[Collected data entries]
-*-
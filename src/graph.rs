// ===========================================================================
// Arena-backed undirected multigraph of lane nodes and edges
// ===========================================================================
use ahash::AHashSet;
use geo::{Coord, LineString};
use serde::{Deserialize, Serialize};
use std::collections::{BTreeMap, BTreeSet};
use std::fmt;

/// Stable index of a node in the graph arena.
#[derive(Debug, Clone, Copy, PartialEq, Eq, PartialOrd, Ord, Hash, Serialize, Deserialize)]
pub struct NodeId(pub usize);

impl fmt::Display for NodeId {
    fn fmt(&self, f: &mut fmt::Formatter<'_>) -> fmt::Result {
        write!(f, "{}", self.0)
    }
}

#[derive(Debug, Clone, PartialEq)]
pub struct LaneNode {
    pub id: NodeId,
    pub lat: f64,
    pub lon: f64,
}

impl LaneNode {
    pub fn coord(&self) -> Coord {
        Coord {
            x: self.lon,
            y: self.lat,
        }
    }
}

#[derive(Debug, Clone)]
pub struct LaneEdge {
    pub source: NodeId,
    pub target: NodeId,
    pub length_km: f64,
    /// (lon, lat) polyline in source-to-target order
    pub polyline: LineString,
    pub chokepoints: BTreeSet<String>,
    pub lane_id: String,
    /// Created by dead-end repair rather than read from lane geometry
    pub synthetic: bool,
}

impl LaneEdge {
    pub fn key(&self) -> EdgeKey {
        EdgeKey::new(self.source, self.target, &self.lane_id)
    }

    pub fn other_end(&self, n: NodeId) -> NodeId {
        if self.source == n { self.target } else { self.source }
    }
}

/// Identity of an edge: unordered node pair plus lane id.
#[derive(Debug, Clone, PartialEq, Eq, Hash)]
pub struct EdgeKey {
    pub low: NodeId,
    pub high: NodeId,
    pub lane_id: String,
}

impl EdgeKey {
    pub fn new(a: NodeId, b: NodeId, lane_id: &str) -> Self {
        Self {
            low: a.min(b),
            high: a.max(b),
            lane_id: lane_id.to_string(),
        }
    }
}

#[derive(Debug, Default)]
pub struct LaneGraph {
    nodes: Vec<LaneNode>,
    edges: Vec<LaneEdge>,
    // node index -> incident edge indices; a self-loop is listed twice
    adj_list: Vec<Vec<usize>>,
    edge_keys: AHashSet<EdgeKey>,
}

impl LaneGraph {
    pub fn new() -> Self {
        Self::default()
    }

    pub fn add_nd(&mut self, lon: f64, lat: f64) -> NodeId {
        let id = NodeId(self.nodes.len());
        self.nodes.push(LaneNode { id, lat, lon });
        self.adj_list.push(Vec::new());
        id
    }

    /// Add an edge. Returns `None` without touching the graph when an edge
    /// with the same key is already present or an endpoint is not a node.
    pub fn add_edg(&mut self, edge: LaneEdge) -> Option<usize> {
        if edge.source.0 >= self.nodes.len() || edge.target.0 >= self.nodes.len() {
            return None;
        }
        if !self.edge_keys.insert(edge.key()) {
            return None;
        }
        let idx = self.edges.len();
        self.adj_list[edge.source.0].push(idx);
        self.adj_list[edge.target.0].push(idx);
        self.edges.push(edge);
        Some(idx)
    }

    pub fn node(&self, id: NodeId) -> &LaneNode {
        &self.nodes[id.0]
    }

    pub fn nodes(&self) -> &[LaneNode] {
        &self.nodes
    }

    pub fn edges(&self) -> &[LaneEdge] {
        &self.edges
    }

    pub fn num_nodes(&self) -> usize {
        self.nodes.len()
    }

    pub fn num_edges(&self) -> usize {
        self.edges.len()
    }

    pub fn is_empty(&self) -> bool {
        self.nodes.is_empty()
    }

    /// Incident-edge count; self-loops count twice.
    pub fn get_deg(&self, n: NodeId) -> usize {
        self.adj_list[n.0].len()
    }

    pub fn are_adjacent(&self, a: NodeId, b: NodeId) -> bool {
        self.adj_list[a.0]
            .iter()
            .any(|&e| self.edges[e].other_end(a) == b)
    }

    pub fn dead_ends(&self) -> Vec<NodeId> {
        self.nodes
            .iter()
            .map(|n| n.id)
            .filter(|&n| self.get_deg(n) == 1)
            .collect()
    }

    /// Node count per degree.
    pub fn degree_histogram(&self) -> BTreeMap<usize, usize> {
        let mut hist = BTreeMap::new();
        for n in &self.nodes {
            *hist.entry(self.get_deg(n.id)).or_insert(0) += 1;
        }
        hist
    }
}

#[cfg(test)]
mod tests {
    use super::*;

    fn edge(a: usize, b: usize, lane: &str) -> LaneEdge {
        LaneEdge {
            source: NodeId(a),
            target: NodeId(b),
            length_km: 1.0,
            polyline: LineString::from(vec![(0.0, 0.0), (1.0, 0.0)]),
            chokepoints: BTreeSet::new(),
            lane_id: lane.to_string(),
            synthetic: false,
        }
    }

    #[test]
    fn test_multigraph_key_rejects_reversed_duplicate() {
        let mut g = LaneGraph::new();
        g.add_nd(0.0, 0.0);
        g.add_nd(1.0, 0.0);

        assert!(g.add_edg(edge(0, 1, "a")).is_some());
        assert!(g.add_edg(edge(1, 0, "a")).is_none(), "same pair and lane is a duplicate");
        assert!(g.add_edg(edge(1, 0, "b")).is_some(), "different lane is a parallel edge");

        assert_eq!(g.num_edges(), 2);
        assert_eq!(g.get_deg(NodeId(0)), 2);
        assert!(g.are_adjacent(NodeId(0), NodeId(1)));
    }

    #[test]
    fn test_self_loop_counts_twice() {
        let mut g = LaneGraph::new();
        g.add_nd(0.0, 0.0);
        g.add_edg(edge(0, 0, "loop"));
        assert_eq!(g.get_deg(NodeId(0)), 2);
        assert!(g.dead_ends().is_empty());
    }

    #[test]
    fn test_edge_to_unknown_node_is_refused() {
        let mut g = LaneGraph::new();
        g.add_nd(0.0, 0.0);

        assert!(g.add_edg(edge(0, 3, "dangling")).is_none());
        assert_eq!(g.num_edges(), 0);
        assert_eq!(g.get_deg(NodeId(0)), 0);
        // the refused key is not remembered
        g.add_nd(1.0, 0.0);
        assert!(g.add_edg(edge(0, 1, "dangling")).is_some());
    }

    #[test]
    fn test_degree_histogram() {
        let mut g = LaneGraph::new();
        for i in 0..4 {
            g.add_nd(i as f64, 0.0);
        }
        g.add_edg(edge(0, 1, "a"));
        g.add_edg(edge(1, 2, "b"));

        let hist = g.degree_histogram();
        assert_eq!(hist.into_iter().collect::<Vec<_>>(), vec![(0, 1), (1, 2), (2, 1)]);
    }
}
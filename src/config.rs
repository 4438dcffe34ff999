use crate::error::GraphBuildError;
use serde::Deserialize;
use std::path::Path;

/// Which nodes a dead end is allowed to be stitched to.
#[derive(Debug, Deserialize, Clone, Copy, PartialEq, Eq, Default)]
#[serde(rename_all = "snake_case")]
pub enum DeadEndCandidates {
    /// Only nodes in another connected component. Natural ends of an
    /// already connected path are left alone.
    #[default]
    OtherComponent,
    /// Any node that is not already adjacent to the dead end.
    NonAdjacent,
}

/// How the length of a synthetic repair edge is computed.
#[derive(Debug, Deserialize, Clone, Copy, PartialEq, Eq, Default)]
#[serde(rename_all = "snake_case")]
pub enum SyntheticLength {
    /// Degree distance times `degrees_to_km`.
    #[default]
    DegreeApprox,
    /// Web Mercator length, same as lane edges.
    Projected,
}

#[derive(Debug, Deserialize, Clone)]
#[serde(default)]
pub struct GraphConfig {
    /// Endpoints closer than this (degrees) collapse into one node.
    pub snap_tolerance_deg: f64,
    /// Dead ends only look this far (degrees) for a partner.
    pub dead_end_search_radius_deg: f64,
    pub degrees_to_km: f64,
    pub chokepoint_buffer_km: f64,
    pub dead_end_candidates: DeadEndCandidates,
    pub synthetic_length: SyntheticLength,
    /// Number of equal-length pieces every lane part is cut into. 1 = no split.
    pub lane_split_count: usize,
    /// Ports further than this from their node are dropped.
    pub max_port_offset_km: Option<f64>,
}

impl Default for GraphConfig {
    fn default() -> Self {
        Self {
            snap_tolerance_deg: 0.2,
            dead_end_search_radius_deg: 10.0,
            degrees_to_km: 111.0,
            chokepoint_buffer_km: 50.0,
            dead_end_candidates: DeadEndCandidates::default(),
            synthetic_length: SyntheticLength::default(),
            lane_split_count: 1,
            max_port_offset_km: None,
        }
    }
}

impl GraphConfig {
    pub fn from_ron_str(text: &str) -> Result<Self, GraphBuildError> {
        let config: GraphConfig = ron::from_str(text)?;
        config.validate()?;
        Ok(config)
    }

    pub fn from_ron_file(path: &Path) -> Result<Self, GraphBuildError> {
        let text = std::fs::read_to_string(path).map_err(|source| GraphBuildError::Io {
            path: path.to_path_buf(),
            source,
        })?;
        Self::from_ron_str(&text)
    }

    pub fn validate(&self) -> Result<(), GraphBuildError> {
        let positive = |name: &str, value: f64| {
            if value.is_finite() && value > 0.0 {
                Ok(())
            } else {
                Err(GraphBuildError::InvalidConfig(format!(
                    "{} must be a positive finite number, got {}",
                    name, value
                )))
            }
        };

        positive("snap_tolerance_deg", self.snap_tolerance_deg)?;
        positive("dead_end_search_radius_deg", self.dead_end_search_radius_deg)?;
        positive("degrees_to_km", self.degrees_to_km)?;
        positive("chokepoint_buffer_km", self.chokepoint_buffer_km)?;
        if let Some(limit) = self.max_port_offset_km {
            positive("max_port_offset_km", limit)?;
        }
        if self.lane_split_count == 0 {
            return Err(GraphBuildError::InvalidConfig(
                "lane_split_count must be at least 1".to_string(),
            ));
        }
        Ok(())
    }

    /// Longest synthetic edge the degree approximation can produce.
    pub fn max_synthetic_length_km(&self) -> f64 {
        self.dead_end_search_radius_deg * self.degrees_to_km
    }
}

#[cfg(test)]
mod tests {
    use super::*;

    #[test]
    fn test_defaults_are_valid() {
        let config = GraphConfig::default();
        assert!(config.validate().is_ok());
        assert_eq!(config.dead_end_candidates, DeadEndCandidates::OtherComponent);
        assert_eq!(config.max_synthetic_length_km(), 1110.0);
    }

    #[test]
    fn test_partial_ron_keeps_defaults() {
        let config = GraphConfig::from_ron_str(
            "(snap_tolerance_deg: 0.05, dead_end_candidates: non_adjacent, max_port_offset_km: Some(50.0))",
        )
        .unwrap();
        assert_eq!(config.snap_tolerance_deg, 0.05);
        assert_eq!(config.dead_end_candidates, DeadEndCandidates::NonAdjacent);
        assert_eq!(config.max_port_offset_km, Some(50.0));
        assert_eq!(config.chokepoint_buffer_km, 50.0, "unset fields fall back to defaults");
    }

    #[test]
    fn test_rejects_bad_values() {
        assert!(GraphConfig::from_ron_str("(snap_tolerance_deg: 0.0)").is_err());
        assert!(GraphConfig::from_ron_str("(lane_split_count: 0)").is_err());
        assert!(GraphConfig::from_ron_str("(not valid ron").is_err());
    }
}
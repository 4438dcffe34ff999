// ===========================================================================
// Maritime chokepoints and their metric buffers
// ===========================================================================
use crate::coord_conversion::lat_lng_to_web_merc;
use geo::line_measures::Distance;
use geo::{BoundingRect, Euclidean, Line, LineString, Point};
use std::collections::BTreeSet;

/// (name, lat, lon)
const MARITIME_CHOKEPOINTS: [(&str, f64, f64); 12] = [
    ("Suez Canal", 30.5852, 32.2654),
    ("Panama Canal", 9.0765, -79.6957),
    ("Strait of Hormuz", 26.5667, 56.2500),
    ("Bab el-Mandeb", 12.5833, 43.3333),
    ("Strait of Malacca", 4.1667, 99.5000),
    ("Bosphorus", 41.1167, 29.0833),
    ("Dardanelles", 40.0167, 26.2167),
    ("Strait of Gibraltar", 35.9500, -5.6000),
    ("English Channel", 50.0, -0.5),
    ("Danish Straits", 55.5, 11.0),
    ("Lombok Strait", -8.7667, 115.7167),
    ("Sunda Strait", -5.9167, 105.8833),
];

#[derive(Debug, Clone, PartialEq)]
pub struct Chokepoint {
    pub name: String,
    pub lat: f64,
    pub lon: f64,
    pub buffer_radius_km: f64,
}

/// Disk around a chokepoint in Web Mercator meters.
#[derive(Debug, Clone)]
struct ChokepointBuffer {
    center: Point,
    radius_m: f64,
}

impl ChokepointBuffer {
    fn intersects(&self, metric_line: &LineString) -> bool {
        let Some(rect) = metric_line.bounding_rect() else {
            return false;
        };
        let (cx, cy) = self.center.x_y();
        // cheap reject before walking segments
        if cx < rect.min().x - self.radius_m
            || cx > rect.max().x + self.radius_m
            || cy < rect.min().y - self.radius_m
            || cy > rect.max().y + self.radius_m
        {
            return false;
        }

        if metric_line.0.len() == 1 {
            return Euclidean.distance(&self.center, &Point::from(metric_line.0[0])) <= self.radius_m;
        }
        metric_line
            .lines()
            .any(|segment: Line| Euclidean.distance(&self.center, &segment) <= self.radius_m)
    }
}

#[derive(Debug, Clone)]
pub struct ChokepointRegistry {
    chokepoints: Vec<Chokepoint>,
    buffers: Vec<ChokepointBuffer>,
}

impl ChokepointRegistry {
    /// The twelve straits and canals tracked on world shipping lanes.
    pub fn maritime_defaults(buffer_radius_km: f64) -> Self {
        Self::new(
            MARITIME_CHOKEPOINTS
                .iter()
                .map(|&(name, lat, lon)| Chokepoint {
                    name: name.to_string(),
                    lat,
                    lon,
                    buffer_radius_km,
                })
                .collect(),
        )
    }

    pub fn new(chokepoints: Vec<Chokepoint>) -> Self {
        let buffers = chokepoints
            .iter()
            .map(|cp| {
                let (x, y) = lat_lng_to_web_merc(cp.lon, cp.lat);
                ChokepointBuffer {
                    center: Point::new(x, y),
                    radius_m: cp.buffer_radius_km * 1000.0,
                }
            })
            .collect();
        Self {
            chokepoints,
            buffers,
        }
    }

    pub fn chokepoints(&self) -> &[Chokepoint] {
        &self.chokepoints
    }

    pub fn len(&self) -> usize {
        self.chokepoints.len()
    }

    pub fn is_empty(&self) -> bool {
        self.chokepoints.is_empty()
    }

    /// Names of every chokepoint whose buffer the Web Mercator polyline touches.
    pub fn tag(&self, metric_line: &LineString) -> BTreeSet<String> {
        self.chokepoints
            .iter()
            .zip(&self.buffers)
            .filter(|(_, buffer)| buffer.intersects(metric_line))
            .map(|(cp, _)| cp.name.clone())
            .collect()
    }
}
-*-
* What is being asked: Copy every line above that includes the string "BTreeMap".

* Solution to this task:
use std::collections::{BTreeMap, BTreeSet};
    pub fn degree_histogram(&self) -> BTreeMap<usize, usize> {
        let mut hist = BTreeMap::new();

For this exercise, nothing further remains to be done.